WHAT TO WORK ON =>
Count how many lines of the data below contain the string "bool"; the reply should be that number alone.

───── EXERCISE DATA ─────

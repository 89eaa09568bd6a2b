//! Frame timing.

mod frame_clock;

pub use frame_clock::{FrameClock, FrameTime};
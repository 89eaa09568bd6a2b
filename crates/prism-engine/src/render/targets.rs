use winit::dpi::PhysicalSize;

use crate::device::PresentParams;

/// Size-dependent attachments: depth/stencil and the optional MSAA color
/// buffer resolved into the back buffer.
///
/// Rebuilt on every device reset.
pub struct RenderTargets {
    depth: wgpu::TextureView,
    msaa: Option<wgpu::TextureView>,
    has_stencil: bool,
}

impl RenderTargets {
    pub fn new(device: &wgpu::Device, params: &PresentParams, size: PhysicalSize<u32>) -> Self {
        let extent = wgpu::Extent3d {
            width: size.width.max(1),
            height: size.height.max(1),
            depth_or_array_layers: 1,
        };

        let depth = attachment(
            device,
            "prism depth target",
            extent,
            params.depth_format,
            params.sample_count,
        );
        let msaa = (params.sample_count > 1).then(|| {
            attachment(
                device,
                "prism msaa target",
                extent,
                params.surface_format,
                params.sample_count,
            )
        });

        Self {
            depth,
            msaa,
            has_stencil: params.depth_format.has_stencil_aspect(),
        }
    }

    pub fn depth(&self) -> &wgpu::TextureView {
        &self.depth
    }

    /// Multisampled color view, `None` when rendering straight to the back buffer.
    pub fn msaa(&self) -> Option<&wgpu::TextureView> {
        self.msaa.as_ref()
    }

    pub fn has_stencil(&self) -> bool {
        self.has_stencil
    }
}

fn attachment(
    device: &wgpu::Device,
    label: &str,
    size: wgpu::Extent3d,
    format: wgpu::TextureFormat,
    sample_count: u32,
) -> wgpu::TextureView {
    device
        .create_texture(&wgpu::TextureDescriptor {
            label: Some(label),
            size,
            mip_level_count: 1,
            sample_count,
            dimension: wgpu::TextureDimension::D2,
            format,
            usage: wgpu::TextureUsages::RENDER_ATTACHMENT,
            view_formats: &[],
        })
        .create_view(&wgpu::TextureViewDescriptor::default())
}
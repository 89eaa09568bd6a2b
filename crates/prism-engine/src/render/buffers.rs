use wgpu::util::DeviceExt;

use crate::batch::PackedGeometry;
use crate::device::BufferError;

/// Device-resident vertex and index buffers, written once at setup.
///
/// Offsets recorded in the batches stay valid for the lifetime of the buffers;
/// a new scene means a new `StaticGeometry`.
pub struct StaticGeometry {
    vertex: wgpu::Buffer,
    index: wgpu::Buffer,
    vertex_count: u32,
    index_count: u32,
}

impl StaticGeometry {
    /// Allocates both buffers sized to `packed` and fills them in one write each.
    pub fn upload(device: &wgpu::Device, packed: &PackedGeometry) -> Result<Self, BufferError> {
        let limit = device.limits().max_buffer_size;
        check_size("vertex buffer", packed.vertex_bytes().len(), limit)?;
        check_size("index buffer", packed.index_bytes().len(), limit)?;

        let vertex = device.create_buffer_init(&wgpu::util::BufferInitDescriptor {
            label: Some("prism static vertex buffer"),
            contents: non_empty(packed.vertex_bytes()),
            usage: wgpu::BufferUsages::VERTEX,
        });
        let index = device.create_buffer_init(&wgpu::util::BufferInitDescriptor {
            label: Some("prism static index buffer"),
            contents: non_empty(packed.index_bytes()),
            usage: wgpu::BufferUsages::INDEX,
        });

        log::info!(
            "uploaded static geometry: {} vertices ({} bytes), {} indices ({} bytes)",
            packed.vertices.len(),
            packed.vertex_bytes().len(),
            packed.indices.len(),
            packed.index_bytes().len()
        );

        Ok(Self {
            vertex,
            index,
            vertex_count: packed.vertices.len() as u32,
            index_count: packed.indices.len() as u32,
        })
    }

    pub fn vertex(&self) -> &wgpu::Buffer {
        &self.vertex
    }

    pub fn index(&self) -> &wgpu::Buffer {
        &self.index
    }

    pub fn vertex_count(&self) -> u32 {
        self.vertex_count
    }

    pub fn index_count(&self) -> u32 {
        self.index_count
    }
}

fn check_size(label: &'static str, size: usize, limit: u64) -> Result<(), BufferError> {
    let size = size as u64;
    if size > limit {
        return Err(BufferError::TooLarge { label, size, limit });
    }
    Ok(())
}

// Empty slices cannot be bound, so an empty scene still gets a minimal buffer.
fn non_empty(bytes: &[u8]) -> &[u8] {
    const PLACEHOLDER: [u8; 4] = [0; 4];
    if bytes.is_empty() { &PLACEHOLDER } else { bytes }
}
//! Prism engine crate.
//!
//! Loads a static scene, packs it into shared GPU buffers, and renders it with
//! a multi-pass shader through a device lifecycle that survives lost and reset
//! devices.

pub mod asset;
pub mod batch;
pub mod config;
pub mod device;
pub mod logging;
pub mod render;
pub mod time;
pub mod window;

#[cfg(test)]
pub(crate) mod testing;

─────

SOLUTION =>
2